(Beginning of Provided material)
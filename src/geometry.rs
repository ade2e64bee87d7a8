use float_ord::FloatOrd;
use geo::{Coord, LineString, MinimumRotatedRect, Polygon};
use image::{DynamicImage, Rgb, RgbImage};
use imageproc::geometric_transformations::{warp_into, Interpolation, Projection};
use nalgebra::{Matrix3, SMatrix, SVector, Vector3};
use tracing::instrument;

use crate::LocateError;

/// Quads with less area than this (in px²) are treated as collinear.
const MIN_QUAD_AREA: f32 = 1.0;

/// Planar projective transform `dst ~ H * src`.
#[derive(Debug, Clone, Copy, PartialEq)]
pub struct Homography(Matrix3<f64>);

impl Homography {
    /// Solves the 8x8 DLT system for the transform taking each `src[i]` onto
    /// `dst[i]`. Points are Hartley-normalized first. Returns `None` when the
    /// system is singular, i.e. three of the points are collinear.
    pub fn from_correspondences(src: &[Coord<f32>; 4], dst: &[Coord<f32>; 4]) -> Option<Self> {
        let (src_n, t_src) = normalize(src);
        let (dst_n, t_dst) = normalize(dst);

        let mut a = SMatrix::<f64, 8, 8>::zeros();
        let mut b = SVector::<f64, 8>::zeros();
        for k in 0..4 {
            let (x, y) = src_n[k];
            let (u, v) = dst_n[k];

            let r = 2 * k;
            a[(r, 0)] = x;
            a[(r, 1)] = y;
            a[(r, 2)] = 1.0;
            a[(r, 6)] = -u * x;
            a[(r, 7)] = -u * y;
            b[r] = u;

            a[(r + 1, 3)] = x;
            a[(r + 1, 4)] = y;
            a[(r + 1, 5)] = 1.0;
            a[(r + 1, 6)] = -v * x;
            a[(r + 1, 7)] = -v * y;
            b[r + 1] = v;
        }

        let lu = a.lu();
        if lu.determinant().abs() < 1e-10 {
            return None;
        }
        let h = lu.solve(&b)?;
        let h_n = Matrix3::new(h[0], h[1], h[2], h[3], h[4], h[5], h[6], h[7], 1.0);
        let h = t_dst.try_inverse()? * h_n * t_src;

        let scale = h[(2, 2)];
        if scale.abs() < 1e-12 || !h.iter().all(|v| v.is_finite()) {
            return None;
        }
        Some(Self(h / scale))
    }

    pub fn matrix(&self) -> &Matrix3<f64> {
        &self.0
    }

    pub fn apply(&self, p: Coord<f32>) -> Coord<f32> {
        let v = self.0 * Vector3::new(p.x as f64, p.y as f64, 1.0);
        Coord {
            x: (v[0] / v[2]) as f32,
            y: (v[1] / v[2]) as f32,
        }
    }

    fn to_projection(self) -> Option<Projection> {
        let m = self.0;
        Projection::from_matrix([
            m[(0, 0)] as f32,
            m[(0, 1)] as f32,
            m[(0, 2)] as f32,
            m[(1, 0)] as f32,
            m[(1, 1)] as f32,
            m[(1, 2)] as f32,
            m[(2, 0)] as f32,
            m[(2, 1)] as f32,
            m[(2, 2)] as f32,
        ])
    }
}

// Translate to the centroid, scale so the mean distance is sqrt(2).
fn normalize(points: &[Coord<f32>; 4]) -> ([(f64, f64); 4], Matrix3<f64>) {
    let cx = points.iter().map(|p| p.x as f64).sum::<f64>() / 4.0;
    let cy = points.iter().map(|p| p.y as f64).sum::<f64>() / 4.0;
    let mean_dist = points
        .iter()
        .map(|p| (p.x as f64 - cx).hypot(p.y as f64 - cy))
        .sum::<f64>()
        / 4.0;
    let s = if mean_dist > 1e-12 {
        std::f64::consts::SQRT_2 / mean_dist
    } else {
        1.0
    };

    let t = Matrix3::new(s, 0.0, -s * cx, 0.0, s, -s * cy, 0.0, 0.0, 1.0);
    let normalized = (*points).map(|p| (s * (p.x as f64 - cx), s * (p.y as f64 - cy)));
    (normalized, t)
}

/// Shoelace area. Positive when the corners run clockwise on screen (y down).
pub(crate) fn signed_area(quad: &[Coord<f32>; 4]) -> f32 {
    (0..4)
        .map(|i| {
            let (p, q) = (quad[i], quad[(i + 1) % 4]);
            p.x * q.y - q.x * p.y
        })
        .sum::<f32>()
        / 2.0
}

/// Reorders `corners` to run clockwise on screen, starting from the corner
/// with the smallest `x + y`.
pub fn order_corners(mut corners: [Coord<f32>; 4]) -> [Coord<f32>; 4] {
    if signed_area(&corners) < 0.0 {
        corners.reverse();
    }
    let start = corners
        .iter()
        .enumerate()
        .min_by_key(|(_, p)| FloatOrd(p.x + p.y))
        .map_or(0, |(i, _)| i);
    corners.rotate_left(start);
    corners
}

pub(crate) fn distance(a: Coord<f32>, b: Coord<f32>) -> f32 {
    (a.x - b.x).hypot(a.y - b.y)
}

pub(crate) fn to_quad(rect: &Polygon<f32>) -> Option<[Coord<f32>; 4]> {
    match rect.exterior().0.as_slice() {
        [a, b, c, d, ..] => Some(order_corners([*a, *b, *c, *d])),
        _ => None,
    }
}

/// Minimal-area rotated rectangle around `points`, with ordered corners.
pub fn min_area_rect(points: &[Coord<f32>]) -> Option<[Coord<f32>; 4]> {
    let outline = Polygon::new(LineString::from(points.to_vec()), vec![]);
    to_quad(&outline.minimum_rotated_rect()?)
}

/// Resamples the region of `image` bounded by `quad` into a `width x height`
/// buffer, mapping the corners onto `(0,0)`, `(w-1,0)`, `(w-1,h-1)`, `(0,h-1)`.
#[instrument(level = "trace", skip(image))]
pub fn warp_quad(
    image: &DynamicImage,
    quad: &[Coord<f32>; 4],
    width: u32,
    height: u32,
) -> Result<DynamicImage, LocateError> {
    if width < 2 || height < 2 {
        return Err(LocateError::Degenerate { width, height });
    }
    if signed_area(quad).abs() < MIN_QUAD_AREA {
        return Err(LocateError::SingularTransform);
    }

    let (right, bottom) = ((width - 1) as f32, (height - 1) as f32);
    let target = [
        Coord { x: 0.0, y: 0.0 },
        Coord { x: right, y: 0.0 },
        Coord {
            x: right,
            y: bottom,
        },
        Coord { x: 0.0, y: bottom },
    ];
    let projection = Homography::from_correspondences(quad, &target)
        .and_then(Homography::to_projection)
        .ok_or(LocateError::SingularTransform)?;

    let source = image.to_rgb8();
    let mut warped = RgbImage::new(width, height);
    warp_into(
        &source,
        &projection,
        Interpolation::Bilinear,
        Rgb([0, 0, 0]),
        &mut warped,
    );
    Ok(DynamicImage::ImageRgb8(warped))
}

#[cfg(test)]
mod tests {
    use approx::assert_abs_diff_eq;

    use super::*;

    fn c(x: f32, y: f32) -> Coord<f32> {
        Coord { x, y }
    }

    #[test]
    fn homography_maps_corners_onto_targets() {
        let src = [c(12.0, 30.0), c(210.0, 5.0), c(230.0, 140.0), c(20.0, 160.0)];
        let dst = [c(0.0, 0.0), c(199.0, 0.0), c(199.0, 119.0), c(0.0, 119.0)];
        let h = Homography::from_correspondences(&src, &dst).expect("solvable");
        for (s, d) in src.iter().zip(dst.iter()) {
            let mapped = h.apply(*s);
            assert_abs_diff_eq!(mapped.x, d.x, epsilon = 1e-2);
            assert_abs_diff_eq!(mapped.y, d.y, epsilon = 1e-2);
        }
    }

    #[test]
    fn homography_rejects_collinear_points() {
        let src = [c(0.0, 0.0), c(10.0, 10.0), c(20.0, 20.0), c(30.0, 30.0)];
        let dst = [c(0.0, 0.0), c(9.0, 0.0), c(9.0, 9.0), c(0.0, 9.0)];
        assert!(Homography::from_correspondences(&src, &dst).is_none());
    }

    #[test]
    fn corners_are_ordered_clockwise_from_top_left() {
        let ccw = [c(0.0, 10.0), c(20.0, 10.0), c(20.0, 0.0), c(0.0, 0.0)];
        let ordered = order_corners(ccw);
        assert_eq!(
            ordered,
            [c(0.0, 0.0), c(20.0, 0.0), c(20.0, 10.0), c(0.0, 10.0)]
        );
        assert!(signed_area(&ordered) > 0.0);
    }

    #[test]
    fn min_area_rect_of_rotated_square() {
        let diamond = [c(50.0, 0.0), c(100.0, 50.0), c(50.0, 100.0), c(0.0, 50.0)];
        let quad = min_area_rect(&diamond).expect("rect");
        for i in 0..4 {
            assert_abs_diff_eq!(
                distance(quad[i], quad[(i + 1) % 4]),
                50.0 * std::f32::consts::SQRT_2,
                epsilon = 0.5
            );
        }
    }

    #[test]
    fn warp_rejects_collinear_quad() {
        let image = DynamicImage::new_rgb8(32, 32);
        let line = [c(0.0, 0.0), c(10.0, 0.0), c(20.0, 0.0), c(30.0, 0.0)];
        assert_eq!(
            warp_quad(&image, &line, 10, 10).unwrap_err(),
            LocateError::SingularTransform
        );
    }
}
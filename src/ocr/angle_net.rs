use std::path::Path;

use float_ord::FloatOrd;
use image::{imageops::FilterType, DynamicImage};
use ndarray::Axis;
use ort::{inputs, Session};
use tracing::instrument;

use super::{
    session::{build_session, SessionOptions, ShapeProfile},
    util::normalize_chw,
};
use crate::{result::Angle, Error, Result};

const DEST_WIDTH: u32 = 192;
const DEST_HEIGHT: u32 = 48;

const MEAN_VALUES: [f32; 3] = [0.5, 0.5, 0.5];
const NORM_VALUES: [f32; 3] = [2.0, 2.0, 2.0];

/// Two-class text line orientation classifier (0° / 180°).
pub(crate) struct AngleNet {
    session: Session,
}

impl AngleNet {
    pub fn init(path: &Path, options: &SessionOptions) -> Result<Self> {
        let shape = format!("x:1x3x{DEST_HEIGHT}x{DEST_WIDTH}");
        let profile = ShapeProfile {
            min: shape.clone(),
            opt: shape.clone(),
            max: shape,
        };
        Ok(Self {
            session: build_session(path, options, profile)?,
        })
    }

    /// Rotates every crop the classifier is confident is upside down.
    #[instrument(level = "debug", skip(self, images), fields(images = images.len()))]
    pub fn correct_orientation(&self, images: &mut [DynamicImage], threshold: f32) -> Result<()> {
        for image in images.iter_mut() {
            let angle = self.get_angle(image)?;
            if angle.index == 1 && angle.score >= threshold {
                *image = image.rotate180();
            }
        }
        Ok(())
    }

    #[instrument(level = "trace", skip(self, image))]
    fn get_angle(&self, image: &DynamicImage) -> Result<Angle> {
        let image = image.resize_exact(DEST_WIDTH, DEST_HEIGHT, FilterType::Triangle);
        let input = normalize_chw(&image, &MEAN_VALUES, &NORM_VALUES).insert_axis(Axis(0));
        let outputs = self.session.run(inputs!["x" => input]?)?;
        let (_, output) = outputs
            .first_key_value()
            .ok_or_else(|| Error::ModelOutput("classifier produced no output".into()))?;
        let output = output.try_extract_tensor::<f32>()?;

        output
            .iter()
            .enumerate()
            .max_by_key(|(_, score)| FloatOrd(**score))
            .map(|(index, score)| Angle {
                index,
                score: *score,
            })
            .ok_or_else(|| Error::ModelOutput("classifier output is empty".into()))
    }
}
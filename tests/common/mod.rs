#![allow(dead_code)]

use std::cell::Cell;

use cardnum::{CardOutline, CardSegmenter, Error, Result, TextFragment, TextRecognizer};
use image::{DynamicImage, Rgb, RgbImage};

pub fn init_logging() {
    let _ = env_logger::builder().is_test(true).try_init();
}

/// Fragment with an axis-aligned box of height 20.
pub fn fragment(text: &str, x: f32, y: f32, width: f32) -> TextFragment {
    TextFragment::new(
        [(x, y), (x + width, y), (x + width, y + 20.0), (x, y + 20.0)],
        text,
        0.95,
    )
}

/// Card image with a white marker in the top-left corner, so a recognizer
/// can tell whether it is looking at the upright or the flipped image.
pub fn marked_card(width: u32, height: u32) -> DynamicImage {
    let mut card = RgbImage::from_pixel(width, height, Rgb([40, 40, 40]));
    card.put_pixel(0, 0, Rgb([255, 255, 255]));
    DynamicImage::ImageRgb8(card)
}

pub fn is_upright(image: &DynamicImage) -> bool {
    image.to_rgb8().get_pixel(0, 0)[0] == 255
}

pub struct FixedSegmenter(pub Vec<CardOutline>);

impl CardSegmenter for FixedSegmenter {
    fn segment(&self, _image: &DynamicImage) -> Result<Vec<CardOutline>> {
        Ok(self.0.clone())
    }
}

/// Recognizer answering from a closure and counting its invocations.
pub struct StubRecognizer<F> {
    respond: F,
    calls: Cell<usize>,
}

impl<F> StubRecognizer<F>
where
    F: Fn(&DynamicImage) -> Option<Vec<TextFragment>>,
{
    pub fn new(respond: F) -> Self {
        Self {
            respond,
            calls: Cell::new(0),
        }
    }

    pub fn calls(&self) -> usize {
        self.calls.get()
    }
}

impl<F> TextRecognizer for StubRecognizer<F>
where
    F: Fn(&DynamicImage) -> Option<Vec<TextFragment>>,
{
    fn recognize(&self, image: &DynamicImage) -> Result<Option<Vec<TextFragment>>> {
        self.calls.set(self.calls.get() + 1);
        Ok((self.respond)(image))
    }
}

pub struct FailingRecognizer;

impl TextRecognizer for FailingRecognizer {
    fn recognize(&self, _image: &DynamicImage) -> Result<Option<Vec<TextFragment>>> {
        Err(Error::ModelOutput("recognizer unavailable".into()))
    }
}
(End of Provided material)
Instructions for the task: Work out how many lines in the entries contain the string "FailingRecognizer", then reply with that number and nothing more.

Response for this exercise: 2